While Sir John's Falcons were tearing apart Rugby, Gosforth were on league duty at Newton Aycliffe. Their players did the once-famous name proud too, winning 142-5 and matching the 24-try count achieved by Rob Andrew and his new recruits. On Thursday night, while Andrew put Armstrong, Underwood, Popplewell and Co through their professional paces at Kingston Park, the Gosforth squad gathered at a dimly lit Tyneside park pitch to prepare for the challenge of facing Alnwick seconds.

"Good luck to all the people at Newcastle," Simon Smith, Gosforth's chairman and open-side flanker, said. "They are a professional outfit and they're doing very well. But we are focused on our ambitions. We're Gosforth. We're here and we're going to survive."

That survival instinct was required when the professionals at Kingston Park decided that, as well as the Gosforth name and the green and white hoops, they could do without the excess baggage of third, fourth and fifth teams in their new, streamlined, operation. Stalwarts like Smith were faced with the prospect of joining other clubs. Instead, they chose to form a new one of their own. Hence Gosforth's reincarnation, some 12 leagues below the Falcons.

It has been no token, sentimental exercise, just to keep the name and the spirit of the old club alive. They have forged a link with Northumbria University, whose sports complex on the outskirts of Newcastle is due to have floodlighting and a refurbished clubhouse by Christmas, and have built up a membership of 170 in less than four months. They have also attracted pounds 6,000 in shirt sponsorship.

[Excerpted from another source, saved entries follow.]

//! # Client Library
//!
//! Consumer-side access to the gateway's `GET /api/pokemons` endpoint.
//!
//! ## Layers
//! 1. **ApiClient**: typed HTTP calls with user-facing error messages
//! 2. **RequestCache**: fingerprinted LRU with in-flight deduplication, per-mode
//!    staleness policies, retry with backoff, connectivity gating and prefetch
//! 3. **PokemonFeed**: infinite-scroll state with a request-ordering guard

pub mod api;
pub mod connectivity;
pub mod feed;
pub mod fingerprint;
pub mod prefetch;
pub mod request_cache;
pub mod retry;

pub use api::{ApiClient, ApiError, ApiErrorKind, ListFetcher};
pub use connectivity::ConnectivityMonitor;
pub use feed::{FeedSnapshot, FeedUpdate, PokemonFeed};
pub use fingerprint::{ListRequest, FINGERPRINT_PREFIX};
pub use prefetch::{PrefetchConfig, PrefetchJob, PrefetchQueue, PrefetchTarget};
pub use request_cache::{CachePolicy, RequestCache, RequestCacheConfig, POPULAR_SEARCHES};
pub use retry::RetryPolicy;
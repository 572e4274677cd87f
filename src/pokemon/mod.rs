//! Pokémon list aggregation and record reshaping

pub mod formatter;
pub mod service;

pub use service::{PokemonService, WarmReport};
//! Retry with capped exponential backoff

use super::api::ApiError;
use std::future::Future;
use std::time::Duration;
use tracing::{debug, warn};

#[derive(Debug, Clone)]
pub struct RetryPolicy {
    /// Retries after the first attempt
    pub max_retries: u32,
    pub base_delay: Duration,
    pub max_delay: Duration,
}

impl Default for RetryPolicy {
    fn default() -> Self {
        Self {
            max_retries: 3,
            base_delay: Duration::from_millis(1000),
            max_delay: Duration::from_millis(10_000),
        }
    }
}

impl RetryPolicy {
    /// No retries at all
    pub fn none() -> Self {
        Self {
            max_retries: 0,
            ..Default::default()
        }
    }

    /// Delay before retry number `retry` (0-based): `min(base * 2^retry, max)`
    pub fn delay_for(&self, retry: u32) -> Duration {
        let factor = 2u32.checked_pow(retry).unwrap_or(u32::MAX);
        self.base_delay
            .checked_mul(factor)
            .map_or(self.max_delay, |delay| delay.min(self.max_delay))
    }

    /// Whether `error` may be retried once `retries_done` retries have happened
    pub fn should_retry(&self, error: &ApiError, retries_done: u32) -> bool {
        retries_done < self.max_retries && error.is_retryable()
    }

    /// Run `operation` until it succeeds, fails with a non-retryable error, or retries run out
    pub async fn run<T, F, Fut>(&self, mut operation: F) -> Result<T, ApiError>
    where
        F: FnMut() -> Fut,
        Fut: Future<Output = Result<T, ApiError>>,
    {
        let mut retries_done = 0;

        loop {
            match operation().await {
                Ok(value) => return Ok(value),
                Err(error) if self.should_retry(&error, retries_done) => {
                    let delay = self.delay_for(retries_done);
                    debug!(
                        retry = retries_done + 1,
                        delay_ms = delay.as_millis() as u64,
                        error = %error,
                        "Retrying request"
                    );
                    tokio::time::sleep(delay).await;
                    retries_done += 1;
                }
                Err(error) => {
                    warn!(retries = retries_done, error = %error, "Request failed");
                    return Err(error);
                }
            }
        }
    }
}
use thiserror::Error;

/// Errors surfaced while resolving phoneme features or assembling matrices.
#[derive(Debug, Error, Clone, PartialEq, Eq)]
pub enum FeatureError {
    /// The feature table has no row for this phoneme in this language.
    #[error("failed to find features for {phoneme:?} in {language:?}")]
    FeatureNotFound { language: String, phoneme: String },
    /// A token without phonemes cannot be turned into a matrix.
    #[error("token {graphemes:?} ({language}) has no phonemes")]
    EmptyToken { language: String, graphemes: String },
    /// Matrix rows (feature vectors) disagree on their width.
    #[error("ragged feature rows: expected width {expected}, got {found}")]
    RaggedRows { expected: usize, found: usize },
    /// The feature table could not be read or is structurally invalid.
    #[error("feature table error: {0}")]
    Table(String),
    /// A line of token input could not be parsed.
    #[error("malformed token on line {line}: {reason}")]
    MalformedToken { line: usize, reason: String },
}

impl From<csv::Error> for FeatureError {
    fn from(value: csv::Error) -> Self {
        FeatureError::Table(value.to_string())
    }
}

#[cfg(test)]
mod tests {
    use super::*;

    #[test]
    fn feature_not_found_names_phoneme_and_language() {
        let err = FeatureError::FeatureNotFound {
            language: "eng".into(),
            phoneme: "ʘ".into(),
        };
        let msg = err.to_string();
        assert!(msg.contains("failed to find features"));
        assert!(msg.contains("ʘ"));
        assert!(msg.contains("eng"));
    }

    #[test]
    fn ragged_rows_display() {
        let err = FeatureError::RaggedRows {
            expected: 37,
            found: 36,
        };
        assert!(err.to_string().contains("expected width 37"));
    }

    #[test]
    fn error_clone_and_eq() {
        let err = FeatureError::EmptyToken {
            language: "eng".into(),
            graphemes: "".into(),
        };
        assert_eq!(err.clone(), err);
        assert_ne!(err, FeatureError::Table("x".into()));
    }
}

"We've got our ambitions," Smith said. "We want to go up the leagues. It has taken a hell of a lot of commitment to get us to where we are now. We could have all drifted into other clubs and the Gosforth name probably would have died. Legally speaking we're not the old club but bearing in mind we've got four players who appeared in John Player Cup finals for Gosforth we see it that way."

Smith himself played in the 1981 final, which Gosforth lost 22-15 to Leicester. So did Bob Anderson, still one of his back-row colleagues. Colin White and Richard Breakey are veterans of the 1976 and 1977 triumphs, against Rosslyn Park and Waterloo. White also won four caps as an England prop, the first as a 34-year-old in the 15-9 win against the All Blacks at Twickenham in 1983, while Breakey was Scotland's stand-in stand-off for the injured Ian McGeechan in the 1978 Calcutta Cup match. Work commitments - White is a tree surgeon contractor, Breakey has a computing business - kept them away from training on Thursday, but both were named in the team to play Alnwick's second string yesterday.

White and Breakey emerged from the team Jack Rowell built as Gosforth coach in the 1970s. A lock with the Tyneside club in his playing days, the England manager also helped Roger Uttley, Peter Dixon, Malcolm Young and Duncan Madsen along the road to international level.{

Simon Smith learned the finer points of back-row play from Uttley and Dixon on training nights at the Great North Road ground that was Gosforth's home until 1990. His father served the club as captain and secretary and he first pulled on the green and white jersey as a member of the under- 12s team.

There was still a youthful spring to his 39-year-old step as he joined the leaders of the Durham and Northumberland League's fourth division for Thursday-night training. "It's the Gosforth name," he said, explaining his enduring rugby passion. "It's the green and white shirt. We're carrying on the Gosforth tradition."